In the embodiment of the present application, when the speech data is preprocessed, specifically, by extracting an acoustic feature from the received input speech signal, the acoustic feature includes any one of an MFCC feature, a FilterBank feature, or a PLP feature; processing input voice data by using a detection technology based on a signal-to-noise ratio, removing a non-voice section in an audio signal, and enhancing the voice data by using a method of mixing multi-environment reverberation, wherein silence detection is to obtain a GMM (Gaussian mixture model) model which can divide silence and noise by using an EM (effective noise) algorithm iterative training; by adopting the deep learning algorithm, various background noises in the audio can be greatly eliminated, and as shown in fig. 2, the method is a speech enhancement flow diagram based on deep unsupervised learning. And data enhancement can be carried out by injecting noise into the pure data set, and a nonlinear function from noise-containing speech to clean speech is learned by using a deep neural network so as to achieve the purpose of denoising or dereverberating. More specifically, the noise-injected training may allow the objective function to obtain an optimal solution that is less sensitive to input variations.

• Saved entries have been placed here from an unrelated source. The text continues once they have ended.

//! Free-text price scanning, the lowest-trust tier. Only currency-marked
//! tokens are ever considered; a bare number is never a price.

use std::sync::OnceLock;

use regex::Regex;
use rust_decimal::Decimal;
use rust_decimal::prelude::FromPrimitive;

use crate::Result;
use crate::extraction::context::ExtractionContext;
use crate::extraction::price::{PriceShell, currency_from_text, parse_price_token};
use crate::extraction::strategy::ExtractionStrategy;

fn marked_price_re() -> &'static Regex {
    static RE: OnceLock<Regex> = OnceLock::new();
    RE.get_or_init(|| {
        Regex::new(
            r"(?:USD\$|US\$|AU?\$|CA?\$|NZ\$|[£€¥₹$])\s*(?:\d{1,3}(?:,\d{3})*(?:\.\d{1,2})?|\d+(?:[.,]\d{1,2})?)|(?:\d{1,3}(?:,\d{3})*(?:\.\d{1,2})?|\d+(?:[.,]\d{1,2})?)\s*(?:USD|EUR|GBP|JPY|AUD|CAD|NZD|INR|€|£)",
        )
        .unwrap()
    })
}

fn price_keyword_re() -> &'static Regex {
    static RE: OnceLock<Regex> = OnceLock::new();
    RE.get_or_init(|| Regex::new(r"(?i)\b(price|sale|now|only|total|cost|deal|buy|pay)\b").unwrap())
}

pub struct HeuristicPrice {
    min_plausible: Decimal,
    max_plausible: Decimal,
}

impl HeuristicPrice {
    pub fn new(min_plausible: f64, max_plausible: f64) -> Self {
        Self {
            min_plausible: Decimal::from_f64(min_plausible).unwrap_or_default(),
            max_plausible: Decimal::from_f64(max_plausible).unwrap_or(Decimal::MAX),
        }
    }
}

impl ExtractionStrategy for HeuristicPrice {
    type Output = PriceShell;

    fn name(&self) -> &'static str {
        "text_heuristic"
    }

    fn extract(&self, ctx: &ExtractionContext) -> Result<Option<PriceShell>> {
        let text = ctx.visible_text();
        let mut best: Option<(u8, PriceShell)> = None;

        for m in marked_price_re().find_iter(text) {
            let Some(amount) = parse_price_token(m.as_str()) else {
                continue;
            };
            if amount < self.min_plausible || amount > self.max_plausible {
                continue;
            }
            let mut start = m.start().saturating_sub(48);
            while !text.is_char_boundary(start) {
                start -= 1;
            }
            let score = if price_keyword_re().is_match(&text[start..m.start()]) {
                3
            } else {
                1
            };
            if best.as_ref().is_some_and(|(s, _)| *s >= score) {
                continue;
            }
            best = Some((
                score,
                PriceShell {
                    amount,
                    currency: currency_from_text(m.as_str()),
                    raw_text: m.as_str().to_string(),
                    source: "text_heuristic",
                },
            ));
        }

        Ok(best.map(|(_, shell)| shell))
    }
}
use std::collections::HashMap;
use std::time::{Duration, Instant};

use tokio::sync::Mutex;

use crate::config::TrackingConfig;

struct LimiterState {
    entries: HashMap<(String, String), Instant>,
    last_sweep: Instant,
}

/// Guards the manual "check now" path: one acquisition per (user, variant)
/// pair per interval. Scheduled sweeps never go through here.
pub struct CheckNowLimiter {
    state: Mutex<LimiterState>,
    min_interval: Duration,
    entry_ttl: Duration,
}

impl CheckNowLimiter {
    pub fn new(config: &TrackingConfig) -> Self {
        Self {
            state: Mutex::new(LimiterState {
                entries: HashMap::new(),
                last_sweep: Instant::now(),
            }),
            min_interval: Duration::from_secs(config.check_now_min_interval),
            entry_ttl: Duration::from_secs(config.check_now_entry_ttl),
        }
    }

    pub async fn try_acquire(&self, user_id: &str, variant_id: &str) -> bool {
        self.try_acquire_at(user_id, variant_id, Instant::now()).await
    }

    async fn try_acquire_at(&self, user_id: &str, variant_id: &str, now: Instant) -> bool {
        let mut state = self.state.lock().await;

        // Sweep expired pairs at most once per TTL so the map does not grow
        // with every user who ever clicked the button
        if now.saturating_duration_since(state.last_sweep) >= self.entry_ttl {
            let ttl = self.entry_ttl;
            state
                .entries
                .retain(|_, last| now.saturating_duration_since(*last) < ttl);
            state.last_sweep = now;
        }

        let key = (user_id.to_string(), variant_id.to_string());
        if let Some(last) = state.entries.get(&key) {
            if now.saturating_duration_since(*last) < self.min_interval {
                return false;
            }
        }
        state.entries.insert(key, now);
        true
    }
}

S3: extracting a phoneme posterior probability vector from the preprocessed voice data by using a phoneme recognizer;

in an embodiment of the present application, the extracting a phoneme posterior probability vector from the preprocessed speech data by using a phoneme recognizer includes:

acquiring a phoneme recognizer;

performing phoneme log likelihood ratio training on the phoneme recognizer;

acquiring the preprocessed voice data;

inputting the speech data into the phoneme recognizer;

In the embodiment of the present application, when extracting a phoneme posterior probability vector from the preprocessed voice data by using a phoneme recognizer, extracting a frame-level phoneme posterior probability vector from the preprocessed voice data by using the phoneme recognizer; the PLLR (phoneme log likelihood ratio) module flow diagram shown in fig. 3 is utilized, and specifically includes the following steps: the PLLR (phoneme Log likelihood ratio) training part trains a phoneme recognizer, which recognizes a speech signal as a frame-level phoneme posterior probability vector, using a large amount of irrelevant corpus, but does not decode a phoneme string or a phoneme lattice, but performs a series of transformation processes on the phoneme posterior probability vector to obtain a frame-level form as with the features of an acoustic layer. Fig. 4 is a schematic diagram of an HMM-DNN (hidden markov model-deep neural network) structure used in the present invention. The phoneme recognizer can be trained by using mainstream speech recognition, and the trained phoneme recognizer has the advantage of being not limited by voiceprints in use; extracting the feature of the input speech signal, which is a phoneme posterior probability vector at the frame level, setting a phoneme posterior probability vector [ b (1), b (2), …, b (k) ] recognized as a k-dimension for each frame, and performing a regularization operation on the vector to obtain PLLR (phoneme log likelihood ratio) of each phoneme posterior probability, which is calculated as follows:

where b (k) represents the phoneme posterior probability.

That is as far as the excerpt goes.